A falta de revoluciones al estilo del siglo XX, en las que muchos creímos (y en las que todavía varios creen), de pronto comienzan las grandes revueltas en el mundo árabe contra regímenes corruptos, totalitarios y criminales. No todo lo que esos regímenes hicieron fue malo, claro, como diría alguien sensato y razonable (al estilo de los que aquí en Chile dicen que no todo fue malo en la dictadura de Pinochet): de algún modo colaboraban con la modernidad norteamericana o rusa (ex soviética) a través del petróleo o lisa y llanamente del “préstamo” de partes de su territorio para bases militares de ambas potencias. El gran fantasma era la democracia al estilo occidental y ese fantasma, luego de la caída de los “socialismos reales” y de las invasiones yanquis a Irak y Afganistán, se transformó en una exigencia por parte de “las naciones civilizadas”, pero también de muchos de los “súbditos” de las naciones de ese mundo que sinceramente creían que eso era mejor que nada y se rebelaron. A esas rebeliones se las llamó las Primaveras Árabes.
Entre quienes se rebelaron había estudiantes de izquierda y de centro, musulmanes integristas y moderados, partidos socialistas, comunistas, cristianos, conservadores y de un cuanto hay. Pero esa heterogeneidad que, al principio, sonó como una garantía contra cualquier deriva de tipo religioso-integrista, finalmente fue aplastada por los leviatanes de siempre que sacan las castañas con la mano del gato. Y en vez de la Consagración de la Primavera se pasó a la Decepción de la misma. La más flagrante de las decepciones fue la de Egipto donde, aparte la alternativa entre un ex miembro del antiguo régimen y un miembro de los Hermanos Musulmanes, los militares usurparon la soberanía y el poder constituyente del pueblo (y paradójicamente son una especie de “garantes” de que Egipto no se transforme en un nuevo Irán), pero la más horrorosa fue la de Libia donde, aparte del linchamiento espantoso de Khadafy, se instaló un régimen islámico al que ni siquiera se le pasó por la mente la posibilidad del ejercicio de la soberanía popular. Como se ve, se suelen hacer las cuentas demasiado rápido y el optimismo con el que se las hizo finalmente se derrumbó.

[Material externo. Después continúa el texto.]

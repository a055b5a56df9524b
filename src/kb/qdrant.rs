// src/kb/qdrant.rs
// Qdrant-backed vector index for KB chunks

use std::collections::HashMap;

use async_trait::async_trait;
use qdrant_client::Qdrant;
use qdrant_client::qdrant::value::Kind;
use qdrant_client::qdrant::{
    Condition, Filter, PointId, SearchPointsBuilder, Value as QdrantValue,
    point_id::PointIdOptions,
};
use tracing::debug;

use crate::error::{AgentError, Result};
use crate::kb::{KbHit, SearchFilter, VectorIndex};

/// Vector index over a single Qdrant collection of KB chunks
pub struct QdrantIndex {
    client: Qdrant,
    collection: String,
}

impl QdrantIndex {
    /// Connect to Qdrant. The collection is owned by ingestion; this
    /// client only reads, so a missing collection surfaces at query time
    /// rather than startup.
    pub fn connect(url: &str, api_key: Option<&str>, collection: &str) -> Result<Self> {
        let mut builder = Qdrant::from_url(url).skip_compatibility_check();
        if let Some(key) = api_key {
            builder = builder.api_key(key.to_string());
        }
        let client = builder
            .build()
            .map_err(|e| AgentError::Index(format!("failed to connect to Qdrant: {e}")))?;

        Ok(Self {
            client,
            collection: collection.to_string(),
        })
    }

    fn build_filter(filter: &SearchFilter) -> Option<Filter> {
        if filter.is_empty() {
            return None;
        }

        let mut conditions = Vec::new();
        if let Some(ref entry_type) = filter.entry_type {
            conditions.push(Condition::matches("entry_type", entry_type.clone()));
        }
        if let Some(ref user_class) = filter.user_class {
            conditions.push(Condition::matches("user_class", user_class.clone()));
        }
        if let Some(ref parent_id) = filter.parent_entry_id {
            conditions.push(Condition::matches("parent_entry_id", parent_id.clone()));
        }
        Some(Filter::must(conditions))
    }

    fn point_to_hit(
        id: Option<PointId>,
        payload: HashMap<String, QdrantValue>,
        score: f32,
    ) -> KbHit {
        let chunk_id = payload_str(&payload, "chunk_id")
            .or_else(|| id.and_then(render_point_id))
            .unwrap_or_default();

        KbHit {
            id: chunk_id,
            parent_entry_id: payload_str(&payload, "parent_entry_id"),
            parent_title: payload_str(&payload, "parent_title")
                .or_else(|| payload_str(&payload, "title")),
            chunk_index: payload_u32(&payload, "chunk_index"),
            total_chunks: payload_u32(&payload, "total_chunks"),
            section_type: payload_str(&payload, "section_type"),
            entry_type: payload_str(&payload, "entry_type").unwrap_or_else(|| "unknown".into()),
            user_class: payload_str(&payload, "user_class").unwrap_or_else(|| "unknown".into()),
            category: payload_str(&payload, "category"),
            tags: payload_list(&payload, "tags"),
            related_titles: payload_list(&payload, "related_titles"),
            content: payload_str(&payload, "content").unwrap_or_default(),
            score,
        }
    }
}

#[async_trait]
impl VectorIndex for QdrantIndex {
    async fn search(&self, vector: &[f32], filter: &SearchFilter, k: usize) -> Result<Vec<KbHit>> {
        let mut request = SearchPointsBuilder::new(&self.collection, vector.to_vec(), k as u64)
            .with_payload(true);
        if let Some(qdrant_filter) = Self::build_filter(filter) {
            request = request.filter(qdrant_filter);
        }

        let response = self
            .client
            .search_points(request)
            .await
            .map_err(|e| AgentError::TransientUpstream {
                stage: "vector_search",
                message: e.to_string(),
            })?;

        debug!(
            collection = %self.collection,
            requested = k,
            returned = response.result.len(),
            "Qdrant search completed"
        );

        Ok(response
            .result
            .into_iter()
            .map(|point| Self::point_to_hit(point.id, point.payload, point.score))
            .collect())
    }

    async fn probe(&self) -> Result<()> {
        self.client
            .health_check()
            .await
            .map(|_| ())
            .map_err(|e| AgentError::Index(format!("health check failed: {e}")))
    }
}

fn payload_str(payload: &HashMap<String, QdrantValue>, key: &str) -> Option<String> {
    match payload.get(key)?.kind.as_ref()? {
        Kind::StringValue(s) => Some(s.clone()),
        _ => None,
    }
}

fn payload_u32(payload: &HashMap<String, QdrantValue>, key: &str) -> Option<u32> {
    match payload.get(key)?.kind.as_ref()? {
        Kind::IntegerValue(i) => u32::try_from(*i).ok(),
        Kind::DoubleValue(d) if *d >= 0.0 => Some(*d as u32),
        _ => None,
    }
}

/// Lists are stored either as native Qdrant lists or comma-joined strings
fn payload_list(payload: &HashMap<String, QdrantValue>, key: &str) -> Vec<String> {
    match payload.get(key).and_then(|v| v.kind.as_ref()) {
        Some(Kind::ListValue(list)) => list
            .values
            .iter()
            .filter_map(|v| match v.kind.as_ref() {
                Some(Kind::StringValue(s)) => Some(s.clone()),
                _ => None,
            })
            .collect(),
        Some(Kind::StringValue(joined)) => joined
            .split(',')
            .map(str::trim)
            .filter(|s| !s.is_empty())
            .map(String::from)
            .collect(),
        _ => Vec::new(),
    }
}

fn render_point_id(id: PointId) -> Option<String> {
    match id.point_id_options? {
        PointIdOptions::Num(n) => Some(n.to_string()),
        PointIdOptions::Uuid(u) => Some(u),
    }
}

#[cfg(test)]
mod tests {
    use super::*;

    fn string_value(s: &str) -> QdrantValue {
        QdrantValue {
            kind: Some(Kind::StringValue(s.to_string())),
        }
    }

    fn int_value(i: i64) -> QdrantValue {
        QdrantValue {
            kind: Some(Kind::IntegerValue(i)),
        }
    }

    #[test]
    fn test_point_to_hit_decodes_payload() {
        let mut payload = HashMap::new();
        payload.insert("chunk_id".to_string(), string_value("chunk-3"));
        payload.insert("parent_entry_id".to_string(), string_value("kb-42"));
        payload.insert("parent_title".to_string(), string_value("Upload Photos Guide"));
        payload.insert("chunk_index".to_string(), int_value(2));
        payload.insert("total_chunks".to_string(), int_value(5));
        payload.insert("entry_type".to_string(), string_value("how_to"));
        payload.insert("user_class".to_string(), string_value("external"));
        payload.insert("content".to_string(), string_value("Click Add Photos."));
        payload.insert("tags".to_string(), string_value("photos, listings"));

        let hit = QdrantIndex::point_to_hit(None, payload, 0.82);
        assert_eq!(hit.id, "chunk-3");
        assert_eq!(hit.parent_entry_id.as_deref(), Some("kb-42"));
        assert_eq!(hit.title(), "Upload Photos Guide");
        assert_eq!(hit.chunk_index, Some(2));
        assert_eq!(hit.total_chunks, Some(5));
        assert_eq!(hit.tags, vec!["photos", "listings"]);
        assert_eq!(hit.score, 0.82);
    }

    #[test]
    fn test_point_id_fallback() {
        let payload = HashMap::new();
        let id = PointId {
            point_id_options: Some(PointIdOptions::Num(17)),
        };
        let hit = QdrantIndex::point_to_hit(Some(id), payload, 0.5);
        assert_eq!(hit.id, "17");
        assert_eq!(hit.entry_type, "unknown");
    }

    #[test]
    fn test_build_filter_empty_is_none() {
        assert!(QdrantIndex::build_filter(&SearchFilter::default()).is_none());
        let filter = SearchFilter {
            entry_type: Some("error".into()),
            ..SearchFilter::default()
        };
        assert!(QdrantIndex::build_filter(&filter).is_some());
    }
}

Ahora estamos frente al espectáculo de la guerra civil en Siria y lo digo así porque seguimos en la “sociedad del espectáculo” de la que hablaba Guy Debord en los legendarios 60’ del pasado siglo. Porque dicho conflicto se ve tamizado por las estúpidas hordas integristas que asesinan e incendian —en nombre de Dios— a causa de un video —torpe, estúpido o sencillamente malo—, pero con todo el derecho a existir. He ahí el espectáculo: durante 48 horas la prensa mundial informó que el film era de un tipo (que finalmente no existía) financiado por cincuenta judíos, ¡y con esta amalgama, en 48 horas, tuvimos listo el incendio global! Por eso no está de más recordar cuando en los 80’ del recién pasado siglo los integristas cristianos de monseñor Lefevbre (e imagino más de un Opus Dei) quemaron un cine en Paris (donde hubo dos muertos y varios heridos) porque exhibían la película ‘La Última Tentación de Cristo’ (filme, por lo demás, malísimo, y que no le hacía para nada justicia a la extraordinaria novela de Kazantzakis), luego del llamado papal —en nombre de Dios— a condenar dicha película (y a quienes la vieran).
Finalmente la intolerancia, los intereses de las grandes potencias, la indiferencia de muchos, la estupidez de otros, la manipulación, el cálculo y la hegemonía del género económico han terminado por sepultar la Consagración de la Primavera (sí, la misma que musicalizó Stravinsky a principios del siglo XX, sin saber la enorme carga simbólica que tendría al comenzar el siglo XXI) y dar paso a lo que podemos llamar la Decepción de la Primavera.
Por Cristián Vila Riquelme
Escritor, Doctor en Filosofía por la Universidad de Paris-Sorbonne y académico.